Aim of the exercise: Look through the entries that follow and return each line that has the string "WARNING".

Extracted material:
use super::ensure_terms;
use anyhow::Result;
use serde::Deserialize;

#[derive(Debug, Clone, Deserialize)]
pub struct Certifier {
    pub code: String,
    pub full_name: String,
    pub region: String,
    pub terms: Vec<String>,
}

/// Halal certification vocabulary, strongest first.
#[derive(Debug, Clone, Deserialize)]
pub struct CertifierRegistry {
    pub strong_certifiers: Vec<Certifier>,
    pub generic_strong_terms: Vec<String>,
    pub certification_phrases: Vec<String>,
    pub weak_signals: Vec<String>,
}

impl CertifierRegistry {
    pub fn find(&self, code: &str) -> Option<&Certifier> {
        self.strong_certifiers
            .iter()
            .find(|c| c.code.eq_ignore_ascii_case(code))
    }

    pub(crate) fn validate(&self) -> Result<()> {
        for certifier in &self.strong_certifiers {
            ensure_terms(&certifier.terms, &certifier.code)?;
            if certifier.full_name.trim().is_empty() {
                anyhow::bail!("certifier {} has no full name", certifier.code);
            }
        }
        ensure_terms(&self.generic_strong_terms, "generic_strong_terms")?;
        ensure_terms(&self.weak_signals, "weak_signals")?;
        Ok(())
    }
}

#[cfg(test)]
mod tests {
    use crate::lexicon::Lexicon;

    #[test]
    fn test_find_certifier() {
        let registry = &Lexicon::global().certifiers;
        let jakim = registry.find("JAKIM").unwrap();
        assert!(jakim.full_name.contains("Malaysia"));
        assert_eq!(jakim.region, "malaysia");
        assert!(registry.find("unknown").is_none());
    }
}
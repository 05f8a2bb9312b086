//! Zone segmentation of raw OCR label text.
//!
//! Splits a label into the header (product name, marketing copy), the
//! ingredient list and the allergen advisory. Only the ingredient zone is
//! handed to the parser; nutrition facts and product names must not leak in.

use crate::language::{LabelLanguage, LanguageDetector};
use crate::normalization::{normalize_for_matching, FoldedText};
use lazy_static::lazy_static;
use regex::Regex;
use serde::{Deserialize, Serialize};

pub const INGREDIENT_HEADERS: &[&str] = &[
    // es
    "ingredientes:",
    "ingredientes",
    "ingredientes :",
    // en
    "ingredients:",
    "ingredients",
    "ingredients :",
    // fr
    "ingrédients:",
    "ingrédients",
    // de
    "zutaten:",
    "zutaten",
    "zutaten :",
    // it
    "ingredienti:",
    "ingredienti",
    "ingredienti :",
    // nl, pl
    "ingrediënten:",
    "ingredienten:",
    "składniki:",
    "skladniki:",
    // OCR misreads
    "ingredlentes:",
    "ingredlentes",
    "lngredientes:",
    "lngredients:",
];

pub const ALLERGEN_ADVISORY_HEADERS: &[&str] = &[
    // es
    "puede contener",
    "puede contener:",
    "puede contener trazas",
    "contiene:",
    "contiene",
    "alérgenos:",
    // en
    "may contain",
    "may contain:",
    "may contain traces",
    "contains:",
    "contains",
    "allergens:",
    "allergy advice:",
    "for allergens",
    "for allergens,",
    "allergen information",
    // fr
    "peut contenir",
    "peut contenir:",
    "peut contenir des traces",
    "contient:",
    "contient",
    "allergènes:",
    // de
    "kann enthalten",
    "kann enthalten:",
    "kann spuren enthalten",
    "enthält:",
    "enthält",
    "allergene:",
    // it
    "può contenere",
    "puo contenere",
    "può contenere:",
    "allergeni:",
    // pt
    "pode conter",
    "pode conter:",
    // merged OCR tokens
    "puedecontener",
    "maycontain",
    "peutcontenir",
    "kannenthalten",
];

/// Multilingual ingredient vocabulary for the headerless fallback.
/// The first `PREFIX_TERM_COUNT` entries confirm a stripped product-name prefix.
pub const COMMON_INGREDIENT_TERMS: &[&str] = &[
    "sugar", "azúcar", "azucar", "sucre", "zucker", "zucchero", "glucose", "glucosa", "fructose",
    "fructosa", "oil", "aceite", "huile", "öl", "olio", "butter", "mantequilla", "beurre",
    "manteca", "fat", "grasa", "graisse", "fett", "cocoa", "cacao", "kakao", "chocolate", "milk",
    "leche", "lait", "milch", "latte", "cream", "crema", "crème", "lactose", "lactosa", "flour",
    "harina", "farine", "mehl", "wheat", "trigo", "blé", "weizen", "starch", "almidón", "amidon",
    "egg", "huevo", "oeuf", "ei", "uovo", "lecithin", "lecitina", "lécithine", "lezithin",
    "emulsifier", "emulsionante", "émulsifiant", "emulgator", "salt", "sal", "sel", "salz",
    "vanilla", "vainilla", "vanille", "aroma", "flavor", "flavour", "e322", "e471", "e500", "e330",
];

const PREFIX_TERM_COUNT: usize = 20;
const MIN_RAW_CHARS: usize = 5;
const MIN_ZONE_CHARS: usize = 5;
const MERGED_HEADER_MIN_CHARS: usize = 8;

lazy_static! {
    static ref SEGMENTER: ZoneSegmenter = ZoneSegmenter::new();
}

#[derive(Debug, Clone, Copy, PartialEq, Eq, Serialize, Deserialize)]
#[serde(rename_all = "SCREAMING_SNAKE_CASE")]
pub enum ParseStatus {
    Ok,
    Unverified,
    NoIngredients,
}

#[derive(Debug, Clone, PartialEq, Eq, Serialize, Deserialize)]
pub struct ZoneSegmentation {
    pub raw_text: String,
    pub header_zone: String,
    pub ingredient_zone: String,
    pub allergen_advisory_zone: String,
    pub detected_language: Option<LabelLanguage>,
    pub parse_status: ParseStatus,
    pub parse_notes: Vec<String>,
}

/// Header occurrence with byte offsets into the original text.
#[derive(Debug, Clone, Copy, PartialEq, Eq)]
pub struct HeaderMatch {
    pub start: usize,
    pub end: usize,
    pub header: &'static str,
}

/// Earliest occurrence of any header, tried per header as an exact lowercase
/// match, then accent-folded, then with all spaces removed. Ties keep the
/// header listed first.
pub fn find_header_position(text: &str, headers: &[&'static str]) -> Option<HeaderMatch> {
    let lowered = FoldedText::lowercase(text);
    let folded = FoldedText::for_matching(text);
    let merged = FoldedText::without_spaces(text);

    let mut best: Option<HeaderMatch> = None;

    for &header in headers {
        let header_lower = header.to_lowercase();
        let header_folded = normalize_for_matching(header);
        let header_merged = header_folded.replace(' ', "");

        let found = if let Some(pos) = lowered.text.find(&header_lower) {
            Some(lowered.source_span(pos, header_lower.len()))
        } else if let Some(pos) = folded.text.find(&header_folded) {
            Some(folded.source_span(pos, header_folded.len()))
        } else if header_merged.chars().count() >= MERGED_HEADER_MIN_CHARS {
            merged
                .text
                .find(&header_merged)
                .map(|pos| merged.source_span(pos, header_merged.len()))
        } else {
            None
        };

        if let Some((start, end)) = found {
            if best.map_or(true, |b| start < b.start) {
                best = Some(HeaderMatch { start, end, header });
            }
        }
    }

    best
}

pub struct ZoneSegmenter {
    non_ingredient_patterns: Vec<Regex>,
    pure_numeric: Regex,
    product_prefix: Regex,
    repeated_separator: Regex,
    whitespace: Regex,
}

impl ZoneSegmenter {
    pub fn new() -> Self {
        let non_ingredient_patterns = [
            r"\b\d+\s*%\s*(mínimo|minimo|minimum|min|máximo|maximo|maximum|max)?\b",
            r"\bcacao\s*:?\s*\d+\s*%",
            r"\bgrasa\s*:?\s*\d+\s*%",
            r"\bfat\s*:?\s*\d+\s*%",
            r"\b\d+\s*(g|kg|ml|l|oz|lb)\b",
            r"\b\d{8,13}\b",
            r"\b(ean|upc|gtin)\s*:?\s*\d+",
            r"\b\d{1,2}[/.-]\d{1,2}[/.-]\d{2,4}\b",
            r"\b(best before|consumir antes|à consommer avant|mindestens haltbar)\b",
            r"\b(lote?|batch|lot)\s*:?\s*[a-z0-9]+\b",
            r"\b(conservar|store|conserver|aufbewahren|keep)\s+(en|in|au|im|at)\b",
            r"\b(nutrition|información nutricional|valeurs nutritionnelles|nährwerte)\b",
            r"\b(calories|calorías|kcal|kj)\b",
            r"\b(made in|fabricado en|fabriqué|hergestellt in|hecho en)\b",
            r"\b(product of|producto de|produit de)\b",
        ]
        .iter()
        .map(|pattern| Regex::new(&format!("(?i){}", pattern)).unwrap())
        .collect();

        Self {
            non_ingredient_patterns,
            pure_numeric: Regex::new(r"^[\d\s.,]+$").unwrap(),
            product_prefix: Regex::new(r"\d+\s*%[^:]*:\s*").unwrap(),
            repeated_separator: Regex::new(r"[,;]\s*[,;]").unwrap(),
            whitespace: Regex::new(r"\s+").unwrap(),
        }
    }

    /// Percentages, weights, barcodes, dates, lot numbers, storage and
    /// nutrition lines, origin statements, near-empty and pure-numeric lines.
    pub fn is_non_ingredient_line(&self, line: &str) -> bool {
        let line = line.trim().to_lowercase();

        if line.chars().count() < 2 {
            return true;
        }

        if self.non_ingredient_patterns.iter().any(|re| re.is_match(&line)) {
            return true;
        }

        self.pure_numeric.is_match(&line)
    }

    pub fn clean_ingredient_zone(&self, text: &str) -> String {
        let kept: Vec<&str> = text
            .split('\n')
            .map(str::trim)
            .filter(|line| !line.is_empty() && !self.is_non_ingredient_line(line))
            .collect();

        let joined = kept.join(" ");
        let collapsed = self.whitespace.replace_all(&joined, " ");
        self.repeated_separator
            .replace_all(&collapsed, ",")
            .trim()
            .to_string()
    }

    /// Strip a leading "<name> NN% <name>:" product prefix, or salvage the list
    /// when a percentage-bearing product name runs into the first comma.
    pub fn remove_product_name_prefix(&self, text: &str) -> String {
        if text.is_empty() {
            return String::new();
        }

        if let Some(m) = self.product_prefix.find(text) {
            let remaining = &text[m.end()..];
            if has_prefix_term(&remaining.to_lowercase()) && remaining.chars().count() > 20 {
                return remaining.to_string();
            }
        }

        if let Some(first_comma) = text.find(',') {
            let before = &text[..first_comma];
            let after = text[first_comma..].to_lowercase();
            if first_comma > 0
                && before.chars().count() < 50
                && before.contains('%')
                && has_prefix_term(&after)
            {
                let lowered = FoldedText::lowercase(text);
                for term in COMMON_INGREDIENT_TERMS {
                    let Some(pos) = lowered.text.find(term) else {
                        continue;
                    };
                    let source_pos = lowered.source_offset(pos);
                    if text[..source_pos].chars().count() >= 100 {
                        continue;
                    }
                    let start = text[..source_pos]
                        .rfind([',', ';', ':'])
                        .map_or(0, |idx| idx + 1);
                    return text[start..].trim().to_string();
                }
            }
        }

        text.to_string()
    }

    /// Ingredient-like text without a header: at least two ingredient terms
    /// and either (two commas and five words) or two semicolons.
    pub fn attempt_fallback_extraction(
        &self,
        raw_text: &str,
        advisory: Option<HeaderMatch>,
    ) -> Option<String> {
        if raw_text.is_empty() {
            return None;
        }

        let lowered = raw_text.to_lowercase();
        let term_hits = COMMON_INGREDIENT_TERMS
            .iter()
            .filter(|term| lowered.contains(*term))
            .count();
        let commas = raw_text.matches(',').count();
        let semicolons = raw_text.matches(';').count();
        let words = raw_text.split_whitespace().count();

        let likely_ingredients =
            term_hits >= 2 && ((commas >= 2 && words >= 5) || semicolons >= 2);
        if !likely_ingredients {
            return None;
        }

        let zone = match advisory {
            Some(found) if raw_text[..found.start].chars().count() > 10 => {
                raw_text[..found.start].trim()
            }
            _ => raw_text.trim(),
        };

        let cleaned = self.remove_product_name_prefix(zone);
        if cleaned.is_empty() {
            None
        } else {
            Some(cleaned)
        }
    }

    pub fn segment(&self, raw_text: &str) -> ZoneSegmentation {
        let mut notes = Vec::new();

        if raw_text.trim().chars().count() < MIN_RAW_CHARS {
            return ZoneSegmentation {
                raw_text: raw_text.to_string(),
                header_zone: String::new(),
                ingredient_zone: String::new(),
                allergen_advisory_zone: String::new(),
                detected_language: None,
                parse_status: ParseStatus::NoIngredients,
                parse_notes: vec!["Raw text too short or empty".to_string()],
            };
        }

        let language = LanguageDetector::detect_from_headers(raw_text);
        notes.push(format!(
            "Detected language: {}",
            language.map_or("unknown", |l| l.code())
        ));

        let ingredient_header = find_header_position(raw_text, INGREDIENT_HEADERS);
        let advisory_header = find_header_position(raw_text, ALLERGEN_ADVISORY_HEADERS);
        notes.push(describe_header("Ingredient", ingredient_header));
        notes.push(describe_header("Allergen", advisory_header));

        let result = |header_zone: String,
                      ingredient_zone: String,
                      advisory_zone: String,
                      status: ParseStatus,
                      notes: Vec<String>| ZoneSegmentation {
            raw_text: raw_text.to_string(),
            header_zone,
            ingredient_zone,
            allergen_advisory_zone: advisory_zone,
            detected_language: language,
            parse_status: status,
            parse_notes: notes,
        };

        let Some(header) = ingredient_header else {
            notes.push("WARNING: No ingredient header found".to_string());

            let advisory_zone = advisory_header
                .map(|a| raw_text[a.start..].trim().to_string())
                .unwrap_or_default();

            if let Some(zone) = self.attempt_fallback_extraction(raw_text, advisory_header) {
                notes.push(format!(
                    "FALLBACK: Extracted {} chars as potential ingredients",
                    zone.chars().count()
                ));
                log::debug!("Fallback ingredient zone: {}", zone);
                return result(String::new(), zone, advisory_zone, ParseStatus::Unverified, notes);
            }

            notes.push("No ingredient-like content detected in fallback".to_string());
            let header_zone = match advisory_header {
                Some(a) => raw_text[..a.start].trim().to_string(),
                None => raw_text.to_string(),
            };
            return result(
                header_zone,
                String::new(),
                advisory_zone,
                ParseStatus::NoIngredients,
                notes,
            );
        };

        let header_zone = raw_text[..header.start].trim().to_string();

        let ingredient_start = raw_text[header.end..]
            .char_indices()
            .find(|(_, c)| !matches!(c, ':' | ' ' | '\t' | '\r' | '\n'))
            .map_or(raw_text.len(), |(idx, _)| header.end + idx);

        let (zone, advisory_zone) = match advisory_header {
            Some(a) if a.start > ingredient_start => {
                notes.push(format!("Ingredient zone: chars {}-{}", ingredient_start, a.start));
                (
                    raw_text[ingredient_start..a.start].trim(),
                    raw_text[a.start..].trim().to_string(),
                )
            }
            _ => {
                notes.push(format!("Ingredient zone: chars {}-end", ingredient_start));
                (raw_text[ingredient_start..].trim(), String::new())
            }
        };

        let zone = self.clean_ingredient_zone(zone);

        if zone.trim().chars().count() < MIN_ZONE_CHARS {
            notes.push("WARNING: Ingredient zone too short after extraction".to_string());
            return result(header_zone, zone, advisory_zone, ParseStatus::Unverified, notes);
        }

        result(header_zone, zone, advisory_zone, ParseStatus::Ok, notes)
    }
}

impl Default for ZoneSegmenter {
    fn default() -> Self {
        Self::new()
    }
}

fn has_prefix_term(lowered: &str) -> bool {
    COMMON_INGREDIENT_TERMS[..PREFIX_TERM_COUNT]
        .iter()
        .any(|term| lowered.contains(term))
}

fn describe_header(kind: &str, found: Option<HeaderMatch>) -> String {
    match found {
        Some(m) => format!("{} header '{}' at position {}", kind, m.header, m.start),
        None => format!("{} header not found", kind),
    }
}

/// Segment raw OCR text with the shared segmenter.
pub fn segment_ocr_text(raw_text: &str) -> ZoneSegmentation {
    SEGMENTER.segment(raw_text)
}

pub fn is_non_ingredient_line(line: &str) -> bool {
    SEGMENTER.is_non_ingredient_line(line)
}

Response for this exercise:
            notes.push("WARNING: No ingredient header found".to_string());
            notes.push("WARNING: Ingredient zone too short after extraction".to_string());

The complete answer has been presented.